▶ Work item: One number is the full answer: how many lines in the records contain the word "into"?

Stored data entries
+++

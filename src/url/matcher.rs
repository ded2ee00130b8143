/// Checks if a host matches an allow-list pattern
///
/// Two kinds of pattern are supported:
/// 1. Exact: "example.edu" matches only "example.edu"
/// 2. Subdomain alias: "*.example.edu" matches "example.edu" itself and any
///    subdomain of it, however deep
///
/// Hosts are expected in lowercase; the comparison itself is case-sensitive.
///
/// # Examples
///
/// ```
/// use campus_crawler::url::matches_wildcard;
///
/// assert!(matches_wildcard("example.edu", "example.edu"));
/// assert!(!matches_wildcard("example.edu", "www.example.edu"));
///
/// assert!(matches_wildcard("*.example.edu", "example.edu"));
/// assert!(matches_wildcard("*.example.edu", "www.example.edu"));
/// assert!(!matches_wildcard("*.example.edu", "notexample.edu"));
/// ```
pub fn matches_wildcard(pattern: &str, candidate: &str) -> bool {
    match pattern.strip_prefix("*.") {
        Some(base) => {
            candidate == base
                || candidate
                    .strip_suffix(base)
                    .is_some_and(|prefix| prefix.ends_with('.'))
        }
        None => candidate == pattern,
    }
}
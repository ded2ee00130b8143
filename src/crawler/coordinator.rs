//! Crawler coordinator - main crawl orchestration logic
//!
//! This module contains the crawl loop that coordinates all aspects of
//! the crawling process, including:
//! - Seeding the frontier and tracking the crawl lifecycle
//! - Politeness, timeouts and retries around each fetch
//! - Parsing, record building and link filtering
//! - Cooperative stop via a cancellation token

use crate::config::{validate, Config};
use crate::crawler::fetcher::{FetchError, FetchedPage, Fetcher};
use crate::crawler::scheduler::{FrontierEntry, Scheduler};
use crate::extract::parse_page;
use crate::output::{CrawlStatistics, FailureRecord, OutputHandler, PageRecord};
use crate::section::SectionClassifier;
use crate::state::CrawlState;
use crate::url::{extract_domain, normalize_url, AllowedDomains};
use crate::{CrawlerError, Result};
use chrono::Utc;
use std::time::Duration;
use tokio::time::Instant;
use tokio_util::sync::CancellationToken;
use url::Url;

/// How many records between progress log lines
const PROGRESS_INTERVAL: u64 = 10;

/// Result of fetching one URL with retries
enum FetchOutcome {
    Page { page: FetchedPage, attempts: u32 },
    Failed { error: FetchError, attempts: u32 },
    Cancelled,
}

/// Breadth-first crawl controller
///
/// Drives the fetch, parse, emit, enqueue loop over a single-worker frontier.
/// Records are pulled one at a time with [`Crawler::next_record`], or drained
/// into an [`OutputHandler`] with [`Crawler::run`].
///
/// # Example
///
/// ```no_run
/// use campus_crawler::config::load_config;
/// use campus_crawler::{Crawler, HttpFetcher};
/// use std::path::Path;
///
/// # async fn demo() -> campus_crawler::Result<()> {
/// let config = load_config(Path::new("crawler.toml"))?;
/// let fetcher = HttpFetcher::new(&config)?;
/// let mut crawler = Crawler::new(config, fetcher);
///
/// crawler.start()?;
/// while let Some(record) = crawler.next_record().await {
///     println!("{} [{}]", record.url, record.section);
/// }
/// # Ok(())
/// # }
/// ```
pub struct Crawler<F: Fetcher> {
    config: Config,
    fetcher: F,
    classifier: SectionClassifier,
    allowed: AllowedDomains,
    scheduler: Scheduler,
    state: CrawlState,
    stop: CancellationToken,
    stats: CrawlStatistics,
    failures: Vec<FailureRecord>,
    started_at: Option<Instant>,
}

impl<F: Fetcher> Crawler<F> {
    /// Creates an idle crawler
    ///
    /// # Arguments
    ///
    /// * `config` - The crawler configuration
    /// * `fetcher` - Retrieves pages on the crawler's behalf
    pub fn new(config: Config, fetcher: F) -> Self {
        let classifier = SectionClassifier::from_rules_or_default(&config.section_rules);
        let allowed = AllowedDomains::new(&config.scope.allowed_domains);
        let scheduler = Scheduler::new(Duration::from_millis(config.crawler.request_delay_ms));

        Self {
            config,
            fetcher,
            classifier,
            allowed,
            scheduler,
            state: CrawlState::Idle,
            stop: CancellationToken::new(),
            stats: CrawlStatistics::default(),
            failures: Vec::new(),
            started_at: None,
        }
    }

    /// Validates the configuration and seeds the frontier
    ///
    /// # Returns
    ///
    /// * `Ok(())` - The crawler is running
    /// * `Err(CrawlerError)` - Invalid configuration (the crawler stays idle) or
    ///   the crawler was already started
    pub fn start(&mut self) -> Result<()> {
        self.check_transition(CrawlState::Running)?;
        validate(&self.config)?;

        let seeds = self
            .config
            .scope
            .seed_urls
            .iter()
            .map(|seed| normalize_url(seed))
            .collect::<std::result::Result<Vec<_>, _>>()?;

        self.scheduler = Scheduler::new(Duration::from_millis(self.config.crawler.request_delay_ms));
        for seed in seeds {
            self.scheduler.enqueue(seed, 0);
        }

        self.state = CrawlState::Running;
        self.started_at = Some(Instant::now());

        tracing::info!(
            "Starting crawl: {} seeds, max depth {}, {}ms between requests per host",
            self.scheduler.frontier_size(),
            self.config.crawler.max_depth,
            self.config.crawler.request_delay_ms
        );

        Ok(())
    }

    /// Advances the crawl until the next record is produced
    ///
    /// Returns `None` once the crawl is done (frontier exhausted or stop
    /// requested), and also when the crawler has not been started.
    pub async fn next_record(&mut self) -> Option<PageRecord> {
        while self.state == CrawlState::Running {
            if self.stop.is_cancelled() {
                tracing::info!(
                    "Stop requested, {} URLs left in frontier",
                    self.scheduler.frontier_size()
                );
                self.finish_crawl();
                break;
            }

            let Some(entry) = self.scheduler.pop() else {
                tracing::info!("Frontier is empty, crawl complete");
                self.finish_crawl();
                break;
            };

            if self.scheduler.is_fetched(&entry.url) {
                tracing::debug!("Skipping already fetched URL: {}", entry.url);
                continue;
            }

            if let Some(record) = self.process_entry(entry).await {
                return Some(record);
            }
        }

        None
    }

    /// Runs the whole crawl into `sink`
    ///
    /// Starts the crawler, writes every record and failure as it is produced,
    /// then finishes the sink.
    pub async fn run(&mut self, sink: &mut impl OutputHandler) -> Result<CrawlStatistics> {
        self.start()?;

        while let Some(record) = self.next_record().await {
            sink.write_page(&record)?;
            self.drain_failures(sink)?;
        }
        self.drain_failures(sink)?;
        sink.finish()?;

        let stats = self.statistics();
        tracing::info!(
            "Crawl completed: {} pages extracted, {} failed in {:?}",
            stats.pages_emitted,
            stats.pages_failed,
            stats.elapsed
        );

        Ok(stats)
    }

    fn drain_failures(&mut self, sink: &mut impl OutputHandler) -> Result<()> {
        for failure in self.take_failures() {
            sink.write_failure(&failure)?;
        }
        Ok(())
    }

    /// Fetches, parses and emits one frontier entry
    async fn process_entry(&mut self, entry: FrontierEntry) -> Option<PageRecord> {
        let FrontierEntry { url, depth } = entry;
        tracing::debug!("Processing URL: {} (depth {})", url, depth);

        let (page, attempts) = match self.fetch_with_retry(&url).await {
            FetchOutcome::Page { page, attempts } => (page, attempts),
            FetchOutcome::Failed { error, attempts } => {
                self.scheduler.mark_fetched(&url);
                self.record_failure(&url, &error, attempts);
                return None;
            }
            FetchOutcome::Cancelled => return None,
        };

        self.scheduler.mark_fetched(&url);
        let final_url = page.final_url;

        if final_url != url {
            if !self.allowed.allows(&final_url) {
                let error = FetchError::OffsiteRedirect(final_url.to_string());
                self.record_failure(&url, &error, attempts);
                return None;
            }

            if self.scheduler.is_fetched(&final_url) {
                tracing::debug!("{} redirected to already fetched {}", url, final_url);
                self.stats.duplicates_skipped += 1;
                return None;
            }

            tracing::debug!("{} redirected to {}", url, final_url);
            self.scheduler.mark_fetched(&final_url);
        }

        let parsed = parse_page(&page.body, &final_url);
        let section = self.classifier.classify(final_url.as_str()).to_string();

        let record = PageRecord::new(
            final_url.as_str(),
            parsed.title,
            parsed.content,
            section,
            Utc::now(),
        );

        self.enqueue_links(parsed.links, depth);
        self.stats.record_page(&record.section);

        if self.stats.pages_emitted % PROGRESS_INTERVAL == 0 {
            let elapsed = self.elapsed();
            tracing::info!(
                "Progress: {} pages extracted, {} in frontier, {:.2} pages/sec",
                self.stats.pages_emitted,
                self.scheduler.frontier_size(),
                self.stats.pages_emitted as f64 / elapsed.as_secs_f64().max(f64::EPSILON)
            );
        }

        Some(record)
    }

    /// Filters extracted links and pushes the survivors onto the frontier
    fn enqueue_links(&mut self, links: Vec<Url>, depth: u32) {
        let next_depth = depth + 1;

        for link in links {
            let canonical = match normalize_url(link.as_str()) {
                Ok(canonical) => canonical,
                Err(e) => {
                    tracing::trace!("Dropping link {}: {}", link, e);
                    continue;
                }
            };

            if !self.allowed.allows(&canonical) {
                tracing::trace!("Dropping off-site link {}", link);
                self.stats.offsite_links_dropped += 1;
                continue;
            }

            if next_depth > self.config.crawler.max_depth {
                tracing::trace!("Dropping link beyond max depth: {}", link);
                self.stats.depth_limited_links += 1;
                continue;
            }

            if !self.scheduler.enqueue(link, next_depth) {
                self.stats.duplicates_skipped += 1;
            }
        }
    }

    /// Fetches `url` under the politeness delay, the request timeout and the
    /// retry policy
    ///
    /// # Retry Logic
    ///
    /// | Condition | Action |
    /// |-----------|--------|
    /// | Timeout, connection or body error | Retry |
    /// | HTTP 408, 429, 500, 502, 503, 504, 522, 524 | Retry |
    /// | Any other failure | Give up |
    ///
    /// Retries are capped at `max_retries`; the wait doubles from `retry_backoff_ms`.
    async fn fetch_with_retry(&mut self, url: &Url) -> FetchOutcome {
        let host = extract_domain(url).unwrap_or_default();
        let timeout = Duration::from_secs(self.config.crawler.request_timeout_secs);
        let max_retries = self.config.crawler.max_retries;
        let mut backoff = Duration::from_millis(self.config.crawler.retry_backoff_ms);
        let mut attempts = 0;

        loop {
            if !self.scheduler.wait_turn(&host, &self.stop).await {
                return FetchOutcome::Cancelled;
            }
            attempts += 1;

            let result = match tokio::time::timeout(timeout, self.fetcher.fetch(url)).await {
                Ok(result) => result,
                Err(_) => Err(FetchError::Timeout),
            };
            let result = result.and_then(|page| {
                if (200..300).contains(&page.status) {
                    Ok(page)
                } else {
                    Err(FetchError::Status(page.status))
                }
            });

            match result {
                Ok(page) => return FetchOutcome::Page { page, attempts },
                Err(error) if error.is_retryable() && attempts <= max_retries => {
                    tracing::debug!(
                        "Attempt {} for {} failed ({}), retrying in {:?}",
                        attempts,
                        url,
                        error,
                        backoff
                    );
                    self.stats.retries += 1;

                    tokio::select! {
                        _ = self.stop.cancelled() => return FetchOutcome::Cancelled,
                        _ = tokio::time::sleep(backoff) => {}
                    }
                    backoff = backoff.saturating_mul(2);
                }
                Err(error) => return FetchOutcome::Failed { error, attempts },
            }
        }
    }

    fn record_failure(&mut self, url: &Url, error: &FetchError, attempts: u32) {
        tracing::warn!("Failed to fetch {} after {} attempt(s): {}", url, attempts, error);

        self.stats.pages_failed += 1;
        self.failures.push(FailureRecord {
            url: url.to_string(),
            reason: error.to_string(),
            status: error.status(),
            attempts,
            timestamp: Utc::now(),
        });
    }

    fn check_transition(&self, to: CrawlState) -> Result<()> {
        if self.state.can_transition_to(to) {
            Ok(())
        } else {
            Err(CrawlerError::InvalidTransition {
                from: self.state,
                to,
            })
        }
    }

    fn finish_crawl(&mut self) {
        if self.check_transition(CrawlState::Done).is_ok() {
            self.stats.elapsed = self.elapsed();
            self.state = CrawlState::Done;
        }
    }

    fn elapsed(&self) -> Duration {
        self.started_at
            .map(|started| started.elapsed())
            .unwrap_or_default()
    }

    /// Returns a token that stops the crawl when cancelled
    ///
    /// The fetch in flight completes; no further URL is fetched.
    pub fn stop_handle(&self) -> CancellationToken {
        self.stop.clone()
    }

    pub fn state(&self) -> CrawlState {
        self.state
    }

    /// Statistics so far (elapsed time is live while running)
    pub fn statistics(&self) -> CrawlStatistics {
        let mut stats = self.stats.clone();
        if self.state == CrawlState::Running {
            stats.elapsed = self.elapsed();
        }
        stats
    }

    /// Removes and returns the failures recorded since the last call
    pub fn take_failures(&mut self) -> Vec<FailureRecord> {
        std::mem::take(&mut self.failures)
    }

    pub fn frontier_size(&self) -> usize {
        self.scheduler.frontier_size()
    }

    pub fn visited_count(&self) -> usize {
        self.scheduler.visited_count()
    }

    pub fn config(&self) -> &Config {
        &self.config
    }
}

+++

▶ Task answer: 2